Мао Цзэдун был весьма озабочен тем, чтобы правильно, со своей точки зрения, настроить Лю Шаоци. Мао Цзэдуну представлялось, что предстоявшие переговоры следует рассматривать как очень тонкую материю, как обсуждение проблем, от решения которых зависит не только ближайшее, но и весьма отдаленное будущее. Отсюда требования Мао Цзэдуна твердо отстаивать то, что он считал принципиальными позициями; однако при этом требовалось и уважать «старшего брата», не ранить чувства товарищества. Это была сложная задача. Ведь когда Мао Цзэдун говорил о принципах, то речь, по сути дела, шла о согласовании или об отстаивании каждым из партнеров своих национальных и личных интересов. Мао Цзэдун и Сталин, что вполне естественно, в весьма значительной степени по-разному представляли себе и свои интересы, и интересы партнера. Мао Цзэдун был вынужден вводить тезис о необходимости уважительного отношения к «старшему брату». В этой формулировке заключалось большое противоречие, ибо, с точки зрения Мао Цзэдуна, Сталин, его партия и государство либо вообще не были «старшим братом», либо с такой ситуацией приходилось вынужденно считаться временно, на некоторый срок. Более того, Мао Цзэдун сам (либо его аппарат) изобрел этот термин – «старший брат» – и сам же его эксплуатировал, исподволь, а то и прямо внушая своим сторонникам, что им предстоит преодолеть отношение к себе со стороны Сталина как отношение вышестоящего к нижестоящему, что они должны быть нацелены на борьбу за это. В равной степени тезис о товарищеских чувствах в двусторонних отношениях был тоже двусмысленным в устах Мао Цзэдуна, ибо он-то всегда был озабочен тем, чтобы, по сути дела, толковать позицию советской стороны, позицию Сталина как стремление под прикрытием разговоров о товарищеских отношениях и чувствах товарищества (братских коммунистических партий) навязывать китайцам свою волю. (Вообще следует сказать, что обычным приемом Мао Цзэдуна было конструирование, измышление позиции партнера, представление этой позиции своим сторонникам как единственно правильной и нацеливание этих сторонников на борьбу против вымышленного противника и его вымышленной Мао Цзэдуном позиции.)

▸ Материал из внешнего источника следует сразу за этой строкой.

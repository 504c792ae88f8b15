//! Texture download scheduling
//!
//! Bounds concurrent texture downloads with a fixed slot array. A scheduling
//! thread admits the highest-priority pending request into a free slot and
//! issues the wire request from the first missing chunk; one worker thread
//! per slot blocks on the request's completion signal, escalating priority on
//! stall and forcing a timeout when the stall persists.

use crate::reassembly::{Accepted, Reassembler};
use crate::sink::TextureSink;
use crate::status::TransferStatus;
use crate::TransferError;
use bytes::Bytes;
use crossbeam::channel::{bounded, unbounded, Receiver, RecvTimeoutError, Sender};
use lludp_protocol::{ImageRequestEntry, Message};
use lludp_transport::ReliableTransport;
use parking_lot::Mutex;
use std::collections::hash_map::Entry;
use std::collections::{BTreeSet, HashMap};
use std::sync::atomic::{AtomicBool, Ordering};
use std::sync::Arc;
use std::thread::{self, JoinHandle};
use std::time::{Duration, Instant};
use tracing::{debug, trace, warn};
use uuid::Uuid;

/// Scheduling thread tick
const ADMIT_INTERVAL: Duration = Duration::from_millis(100);

/// Texture scheduler tunables
#[derive(Debug, Clone)]
pub struct TextureConfig {
    /// Concurrent download bound
    pub worker_slots: usize,
    /// No chunk for this long: escalate priority and re-request
    pub stall_threshold: Duration,
    /// No chunk for this long: force a timeout and free the slot
    pub hard_timeout: Duration,
    /// Multiplier applied to a stalled request's priority, uncapped
    pub priority_boost: f32,
}

impl Default for TextureConfig {
    fn default() -> Self {
        TextureConfig {
            worker_slots: 4,
            stall_threshold: Duration::from_secs(5),
            hard_timeout: Duration::from_secs(30),
            priority_boost: 1.5,
        }
    }
}

/// Lifecycle of one in-flight texture request. A terminal transition
/// destroys the request; the outcome travels in the [`TextureEvent`].
#[derive(Debug, Clone, Copy, PartialEq, Eq)]
pub enum TextureState {
    /// Waiting for a free slot
    Pending,
    /// Admitted; wire request issued, no data yet
    Started,
    /// At least one chunk received
    Progress,
}

/// Terminal outcome of one texture request
#[derive(Debug, Clone)]
pub struct TextureEvent {
    pub image_id: Uuid,
    pub status: TransferStatus,
}

/// First gap in a sparse set of received chunk indices; where a re-request
/// asks the sender to resume from.
pub fn first_missing(seen: &BTreeSet<u32>) -> u32 {
    let mut expected = 0;
    for &index in seen {
        if index != expected {
            break;
        }
        expected += 1;
    }
    expected
}

struct TextureRequest {
    image_type: u8,
    discard_level: i8,
    priority: f32,
    state: TextureState,
    codec: u8,
    /// Chunk indices received so far, in sorted order
    seen: BTreeSet<u32>,
    last_chunk_at: Instant,
    /// Wakes the slot worker on a terminal transition
    signal: Option<Sender<TransferStatus>>,
}

struct WorkItem {
    image_id: Uuid,
    slot: usize,
    signal: Receiver<TransferStatus>,
}

/// What a slot worker does after a stall-threshold wakeup
enum Escalation {
    /// Data flowed recently; keep waiting
    Wait,
    /// Stalled: priority boosted, resume from the first missing chunk
    Resend(ImageRequestEntry),
    /// Stall outlived the hard timeout; free the slot
    ForceTimeout,
}

struct Inner {
    transport: ReliableTransport,
    config: TextureConfig,
    sink: Arc<dyn TextureSink>,
    requests: Mutex<HashMap<Uuid, TextureRequest>>,
    reassembler: Mutex<Reassembler<Uuid>>,
    /// Slot array bounding concurrency; `Some` holds the occupant
    slots: Mutex<Vec<Option<Uuid>>>,
    subscribers: Mutex<Vec<Sender<TextureEvent>>>,
    running: AtomicBool,
    threads: Mutex<Vec<JoinHandle<()>>>,
}

/// Bounded-concurrency texture download frontend for one circuit.
#[derive(Clone)]
pub struct TextureScheduler {
    inner: Arc<Inner>,
}

impl TextureScheduler {
    /// Start the scheduler: one scheduling thread plus one worker per slot.
    pub fn new(
        transport: ReliableTransport,
        config: TextureConfig,
        sink: Arc<dyn TextureSink>,
    ) -> Result<TextureScheduler, TransferError> {
        let events = transport.subscribe();
        let (work_tx, work_rx) = unbounded::<WorkItem>();

        let inner = Arc::new(Inner {
            slots: Mutex::new(vec![None; config.worker_slots]),
            transport,
            config,
            sink,
            requests: Mutex::new(HashMap::new()),
            reassembler: Mutex::new(Reassembler::new()),
            subscribers: Mutex::new(Vec::new()),
            running: AtomicBool::new(true),
            threads: Mutex::new(Vec::new()),
        });

        let mut threads = Vec::new();
        for slot in 0..inner.config.worker_slots {
            let worker_inner = Arc::clone(&inner);
            let worker_rx = work_rx.clone();
            threads.push(
                thread::Builder::new()
                    .name(format!("lludp-tex-{slot}"))
                    .spawn(move || worker_inner.worker_loop(worker_rx))?,
            );
        }

        let scheduler = TextureScheduler {
            inner: Arc::clone(&inner),
        };
        let sched_inner = Arc::clone(&inner);
        threads.push(
            thread::Builder::new()
                .name("lludp-tex-sched".to_string())
                .spawn(move || sched_inner.scheduler_loop(events, work_tx))?,
        );
        *inner.threads.lock() = threads;

        Ok(scheduler)
    }

    /// Subscribe to terminal texture events.
    pub fn events(&self) -> Receiver<TextureEvent> {
        let (tx, rx) = unbounded();
        self.inner.subscribers.lock().push(tx);
        rx
    }

    /// Queue a texture download, or update an active one.
    ///
    /// Priority zero together with discard level -1 is the cancellation
    /// sentinel: against an active request it aborts, never re-requests.
    pub fn request_texture(
        &self,
        image_id: Uuid,
        image_type: u8,
        discard_level: i8,
        priority: f32,
    ) -> Result<(), TransferError> {
        if !self.inner.running.load(Ordering::Acquire) {
            return Err(TransferError::Closed);
        }

        let sentinel = priority == 0.0 && discard_level == -1;
        {
            let mut requests = self.inner.requests.lock();
            match requests.entry(image_id) {
                Entry::Occupied(mut occupied) => {
                    if !sentinel {
                        let request = occupied.get_mut();
                        request.priority = priority;
                        request.discard_level = discard_level;
                        return Ok(());
                    }
                    // Sentinel against an active request: abort below, after
                    // the lock is released
                }
                Entry::Vacant(vacant) => {
                    if !sentinel {
                        vacant.insert(TextureRequest {
                            image_type,
                            discard_level,
                            priority,
                            state: TextureState::Pending,
                            codec: 0,
                            seen: BTreeSet::new(),
                            last_chunk_at: Instant::now(),
                            signal: None,
                        });
                        trace!(%image_id, priority, "texture queued");
                    }
                    return Ok(());
                }
            }
        }
        self.abort(image_id)
    }

    /// Cancel an active texture request. Tells the simulator to stop via the
    /// sentinel entry and settles the request as `Aborted`.
    pub fn abort(&self, image_id: Uuid) -> Result<(), TransferError> {
        let known = self.inner.requests.lock().contains_key(&image_id);
        if !known {
            return Err(TransferError::UnknownTransfer(image_id));
        }

        self.inner.transport.send(
            Message::RequestImage {
                requests: vec![ImageRequestEntry {
                    image_id,
                    discard_level: -1,
                    priority: 0.0,
                    starting_packet: 0,
                    image_type: 0,
                }],
            },
            true,
        )?;
        self.inner.settle(image_id, TransferStatus::Aborted);
        Ok(())
    }

    /// State of an in-flight request; `None` once it has settled (terminal
    /// requests are destroyed).
    pub fn state_of(&self, image_id: Uuid) -> Option<TextureState> {
        self.inner.requests.lock().get(&image_id).map(|r| r.state)
    }

    /// Requests currently occupying a slot
    pub fn active_count(&self) -> usize {
        self.inner
            .slots
            .lock()
            .iter()
            .filter(|slot| slot.is_some())
            .count()
    }

    pub fn pending_count(&self) -> usize {
        self.inner
            .requests
            .lock()
            .values()
            .filter(|r| r.state == TextureState::Pending)
            .count()
    }

    /// Stop all scheduler threads. In-flight requests are dropped without
    /// events.
    pub fn shutdown(&self) {
        if !self.inner.running.swap(false, Ordering::AcqRel) {
            return;
        }
        let threads: Vec<JoinHandle<()>> = self.inner.threads.lock().drain(..).collect();
        for handle in threads {
            let _ = handle.join();
        }
    }
}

Именно в этой связи Мао Цзэдун далее считал необходимым со всей твердостью в ходе переговоров подчеркивать тезис о независимости и суверенитете Китая. Мао Цзэдун также требовал проводить в жизнь в ходе переговоров привычные для него политические установки, соответствовавшие тому, что П.П. Владимиров именовал «реальным марксизмом» Мао Цзэдуна, или принципу «стремления к истине на основе фактов», а это означало, что Лю Шаоци и другим было необходимо использовать толкование фактов истории для защиты правильности позиции КПК, которая в целом ряде случаев не совпадала с видением ситуации Сталиным.
Одновременно Мао Цзэдун предлагал Лю Шаоци самым внимательным образом выслушивать соображения Сталина, советской стороны, их предложения и при этом прилагать все силы для того, чтобы добиваться помощи из-за рубежа. Для Мао Цзэдуна внимание к рассуждениям Сталина, его предложениям должно было быть использовано в качестве рычага для обеспечения получения как можно большей помощи из Советского Союза.